Last year, the state Attorney General Martha Coakley raised questions about the “operational adder” being paid by electricity ratepayers through the Cape Light Compact, calling it an illegal tax. Coakley also questioned the financial support that the compact provided to the cooperative through the operational adder charged to ratepayers. Other critics have argued that the relationship between the compact and cooperative has been shrouded in secrecy and that funding the cooperative and renewable energy projects was not one of the original purposes of the compact. In May, the Department of Public Utilities sided with the compact regarding the adder.
Yarmouth selectmen have agreed to restructure an agreement with the Cape and Vineyard Electric Cooperative and chip in an additional $5,000 annually for the next two years to help cover the organization’s expenses.
Established in 2007 to develop renewable energy projects on Cape Cod and Martha’s Vineyard, the cooperative helped plan and construct a series of solar projects in host communities, and now handles the associated administrative work. Its duties include making sure host municipalities who sign up for a share of the solar power get payments from Eversource for the generation and use of the energy.
Tuesday’s stop in Yarmouth was one of more than a dozen cooperative officials are making as they seek to keep the energy organization’s budget afloat, said Liz Argo, manager of programs and administration for the cooperative.
Yarmouth is currently a user, or “offtaker,” of energy from solar arrays overseen by the cooperative. The town has also already committed to taking 350,000 kilowatt hours from Future Generation Wind, a wind energy project set to go online in 2016. The project’s owner – ConEdison Solutions – is currently moving turbine parts from the Marine Commerce Terminal in New Bedford through Bourne to the site of the 8-megawatt project just over the border in Plymouth.

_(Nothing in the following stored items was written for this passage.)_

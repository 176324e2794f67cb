use ratatui::{
    layout::{Constraint, Direction, Layout, Rect},
    style::{Color, Modifier, Style},
    text::{Line, Span},
    widgets::{Gauge, Paragraph},
    Frame,
};

use crate::catalog::SessionTime;
use crate::menu::Menu;
use crate::session::{Boundary, TimerView};

const HORIZONTAL_MARGIN: u16 = 2;
const VERTICAL_MARGIN: u16 = 1;
const BAR_WIDTH: u16 = 40;

/// Filled fraction of the progress bar: elapsed over total, saturating to
/// full once the countdown has run out, empty for a zero-length session.
pub fn progress_ratio(total_seconds: u32, remaining_seconds: u32) -> f64 {
    if total_seconds == 0 {
        return 0.0;
    }
    let elapsed = total_seconds.saturating_sub(remaining_seconds);
    if remaining_seconds == 0 && elapsed > 0 {
        return 1.0;
    }
    f64::from(elapsed) / f64::from(total_seconds)
}

fn format_mmss(minutes: u32, seconds: u32) -> String {
    format!("{minutes:02}:{seconds:02}")
}

fn padded(area: Rect) -> Rect {
    let chunks = Layout::default()
        .direction(Direction::Vertical)
        .horizontal_margin(HORIZONTAL_MARGIN)
        .vertical_margin(VERTICAL_MARGIN)
        .constraints([Constraint::Min(0)])
        .split(area);
    chunks[0]
}

/// Full timer screen: title, countdown, progress bar, control legend, status.
/// Pure presentation of controller-computed values.
pub fn draw_timer(f: &mut Frame, view: &TimerView) {
    let bold = Style::default().add_modifier(Modifier::BOLD);
    let dim = Style::default().fg(Color::Gray);

    let area = padded(f.area());
    let chunks = Layout::default()
        .direction(Direction::Vertical)
        .constraints([
            Constraint::Length(1), // title
            Constraint::Length(1),
            Constraint::Length(1), // time
            Constraint::Length(1), // progress bar
            Constraint::Length(1),
            Constraint::Length(1), // control legend
            Constraint::Length(1),
            Constraint::Length(1), // status
            Constraint::Min(0),
        ])
        .split(area);

    f.render_widget(
        Paragraph::new(Span::styled("Pomodoro Timer", bold)),
        chunks[0],
    );
    f.render_widget(
        Paragraph::new(format!(
            "Time: {}",
            format_mmss(view.minutes, view.seconds)
        )),
        chunks[2],
    );

    let bar_area = Layout::default()
        .direction(Direction::Horizontal)
        .constraints([Constraint::Length(BAR_WIDTH), Constraint::Min(0)])
        .split(chunks[3])[0];
    let gauge = Gauge::default()
        .gauge_style(Style::default().fg(Color::Green).bg(Color::DarkGray))
        .ratio(progress_ratio(view.total_seconds, view.remaining_seconds))
        .label("");
    f.render_widget(gauge, bar_area);

    f.render_widget(
        Paragraph::new(Span::styled(
            "[s] Start/Pause  [r] Reset  [q] Quit",
            dim,
        )),
        chunks[5],
    );
    f.render_widget(
        Paragraph::new(format!("Status: {}", view.status)),
        chunks[7],
    );
}

/// Duration menu: prompt, options with the highlighted row reversed, the
/// trailing Quit slot when allowed, and the navigation help line.
pub fn draw_menu(f: &mut Frame, menu: &Menu) {
    let reversed = Style::default().add_modifier(Modifier::REVERSED);
    let dim = Style::default().fg(Color::Gray);

    let mut lines = vec![Line::from(menu.prompt().to_string()), Line::default()];
    for (i, label) in menu.labels().iter().enumerate() {
        let style = if i == menu.highlighted() {
            reversed
        } else {
            Style::default()
        };
        lines.push(Line::from(Span::styled(format!("  {label}"), style)));
    }
    if menu.allow_quit() {
        let style = if menu.highlighted() == menu.labels().len() {
            reversed
        } else {
            Style::default()
        };
        lines.push(Line::from(Span::styled("  Quit", style)));
    }
    lines.push(Line::default());
    lines.push(Line::from(Span::styled(
        "Use UP/DOWN to select, ENTER to confirm",
        dim,
    )));

    f.render_widget(Paragraph::new(lines), padded(f.area()));
}

/// Phase-boundary prompt, blocking the loop until dismissed or declined
pub fn draw_confirm(f: &mut Frame, boundary: Boundary, study: SessionTime, brk: SessionTime) {
    let (message, detail) = match boundary {
        Boundary::StudyComplete => (
            "Study session complete! Time for a break.",
            format!("Break time: {}", format_mmss(brk.minutes, brk.seconds)),
        ),
        Boundary::BreakComplete => (
            "Break complete! Press any key to start a new study session.",
            format!("Study time: {}", format_mmss(study.minutes, study.seconds)),
        ),
    };

    let lines = vec![
        Line::from(message),
        Line::default(),
        Line::from(detail),
        Line::default(),
        Line::from(Span::styled(
            "Press any key to continue, or 'q' to exit...",
            Style::default().fg(Color::Gray),
        )),
    ];
    f.render_widget(Paragraph::new(lines), padded(f.area()));
}
use crossterm::event::KeyCode;

/// Outcome of a confirmed menu choice
#[derive(Debug, Clone, Copy, PartialEq, Eq)]
pub enum Selection {
    Choice(usize),
    Quit,
}

/// Highlight state for one selection prompt. The Quit pseudo-option, when
/// allowed, occupies one extra slot after the labels; navigation wraps over
/// the full slot count in both directions.
#[derive(Debug, Clone)]
pub struct Menu {
    prompt: String,
    labels: Vec<String>,
    allow_quit: bool,
    highlighted: usize,
}

impl Menu {
    pub fn new(prompt: impl Into<String>, labels: Vec<String>, allow_quit: bool) -> Self {
        Self {
            prompt: prompt.into(),
            labels,
            allow_quit,
            highlighted: 0,
        }
    }

    pub fn prompt(&self) -> &str {
        &self.prompt
    }

    pub fn labels(&self) -> &[String] {
        &self.labels
    }

    pub fn allow_quit(&self) -> bool {
        self.allow_quit
    }

    pub fn highlighted(&self) -> usize {
        self.highlighted
    }

    fn slot_count(&self) -> usize {
        self.labels.len() + usize::from(self.allow_quit)
    }

    fn is_quit_highlighted(&self) -> bool {
        self.allow_quit && self.highlighted == self.labels.len()
    }

    pub fn select_prev(&mut self) {
        let slots = self.slot_count();
        self.highlighted = (self.highlighted + slots - 1) % slots;
    }

    pub fn select_next(&mut self) {
        self.highlighted = (self.highlighted + 1) % self.slot_count();
    }

    fn confirm(&self) -> Selection {
        if self.is_quit_highlighted() {
            Selection::Quit
        } else {
            Selection::Choice(self.highlighted)
        }
    }

    /// Apply one key. Returns the selection once confirmed; any key other
    /// than Up/Down/Enter does nothing.
    pub fn handle_key(&mut self, code: KeyCode) -> Option<Selection> {
        match code {
            KeyCode::Up => {
                self.select_prev();
                None
            }
            KeyCode::Down => {
                self.select_next();
                None
            }
            KeyCode::Enter => Some(self.confirm()),
            _ => None,
        }
    }
}

#[cfg(test)]
mod tests {
    use super::*;

    fn menu(allow_quit: bool) -> Menu {
        Menu::new(
            "Select Study Time:",
            vec!["25:00 (Short Study)".into(), "50:00 (Long Study)".into()],
            allow_quit,
        )
    }

    #[test]
    fn test_starts_at_first_option() {
        assert_eq!(menu(true).highlighted(), 0);
    }

    #[test]
    fn test_down_wraps_over_quit_slot() {
        let mut menu = menu(true);
        menu.select_next();
        assert_eq!(menu.highlighted(), 1);
        menu.select_next();
        assert_eq!(menu.highlighted(), 2); // the Quit slot
        menu.select_next();
        assert_eq!(menu.highlighted(), 0);
    }

    #[test]
    fn test_up_from_first_wraps_to_quit_slot() {
        let mut menu = menu(true);
        menu.select_prev();
        assert_eq!(menu.highlighted(), 2);
        menu.select_prev();
        assert_eq!(menu.highlighted(), 1);
    }

    #[test]
    fn test_wrap_without_quit_slot() {
        let mut menu = menu(false);
        menu.select_prev();
        assert_eq!(menu.highlighted(), 1);
        menu.select_next();
        assert_eq!(menu.highlighted(), 0);
    }

    #[test]
    fn test_enter_confirms_highlighted_index() {
        let mut menu = menu(true);
        menu.select_next();
        assert_eq!(menu.handle_key(KeyCode::Enter), Some(Selection::Choice(1)));
    }

    #[test]
    fn test_enter_on_quit_slot_cancels() {
        let mut menu = menu(true);
        menu.select_prev(); // wraps straight onto Quit
        assert_eq!(menu.handle_key(KeyCode::Enter), Some(Selection::Quit));
    }

    #[test]
    fn test_unrecognized_keys_do_nothing() {
        let mut menu = menu(true);
        assert_eq!(menu.handle_key(KeyCode::Char('x')), None);
        assert_eq!(menu.handle_key(KeyCode::Esc), None);
        assert_eq!(menu.handle_key(KeyCode::Left), None);
        assert_eq!(menu.highlighted(), 0);
    }

    #[test]
    fn test_arrow_keys_move_without_confirming() {
        let mut menu = menu(true);
        assert_eq!(menu.handle_key(KeyCode::Down), None);
        assert_eq!(menu.handle_key(KeyCode::Up), None);
        assert_eq!(menu.highlighted(), 0);
    }

    #[test]
    fn test_single_option_menu_wraps_in_place() {
        let mut menu = Menu::new("Pick:", vec!["only".into()], false);
        menu.select_next();
        assert_eq!(menu.highlighted(), 0);
        menu.select_prev();
        assert_eq!(menu.highlighted(), 0);
    }
}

If the town signs an agreement with Nexamp, for green energy from off-Cape photovoltaic arrays, it will receive an additional 200,000 and 400,000 kilowatt hours.
The cooperative has not been charging administrative fees, known as “adders,” to participating towns on eight solar projects it helped develop on the Cape and Vineyard as part of “Round 1” of its solar production plan. The arrays, which provide 16 megawatts of photovoltaic power, are located in Barnstable, Brewster, Chatham, Eastham, Edgartown, Harwich and Tisbury.
Yarmouth’s use of energy or credits from cooperative projects will provide a net annual benefit to the town of $116,437.
The one cent per kilowatt hour charge the cooperative will add to Round 1 projects would reduce Yarmouth’s benefit by just under $5,000, Argo told selectmen.
The decision to forgo the Round 1 administrative charge, made back in 2010, was based on the belief that the adder on Round 2, a plan for 69 megawatts of power, would be more than adequate to cover the cooperative’s annual expenses.
Some of the Round 2 projects fell through, however, and the anticipated 69-megawatt total plummeted to 12.
“At 12 megawatts, that’s not enough to support CVEC, so we’re going back to the towns for a Round 1 adder,” Argo told Yarmouth selectmen Tuesday.
Another contributor to the cooperative’s current budget squeeze is the absence, for the first time this year, of an annual $400,000 grant from Cape Light Compact. The compact paid the cooperative $3.7 million since 2007. The compact was formed in 1997 to buy power for electricity customers on the Cape and Vineyard, provide energy efficiency programs and advocate for ratepayers.
The compact buys power from ConEdison for its residential customers.
The cooperative’s annual budget is $350,000. It expects to bring in about $160,000 from its share of the renewable energy projects, leaving it $190,000 short. If all towns agree to the surcharge on Round 1 projects, at one cent per kilowatt hour, the cooperative will get another $197,000, Argo said.
Tracy Post, chairwoman of the board of selectmen, said it’s well worth the $5,000 to get rid of the administrative headache of dealing with the electricity provider and managing the extra bookkeeping. Board members unanimously agreed to amend the town’s power purchase agreement.
The extra charge won’t go into effect until fiscal year 2017.
Ten towns have already agreed to make the additional payments, at a rate of one cent per kilowatt hour, Argo said Wednesday. Three towns and a county – Harwich, Edgartown, Barnstable and Dukes County – have not yet been approached.
Last year, the state Attorney General Martha Coakley raised questions about the “operational adder” being paid by electricity ratepayers through the Cape Light Compact, calling it an illegal tax. Coakley also questioned the financial support that the compact provided to the cooperative through the operational adder charged to ratepayers.
Other critics have argued that the relationship between the compact and cooperative has been shrouded in secrecy and that funding the cooperative and renewable energy projects was not one of the original purposes of the compact.
In May, the Department of Public Utilities sided with the compact regarding the adder.
The grant from the compact was never meant as a permanent subsidy, but as a temporary boost as projects got up and running, Argo said Wednesday.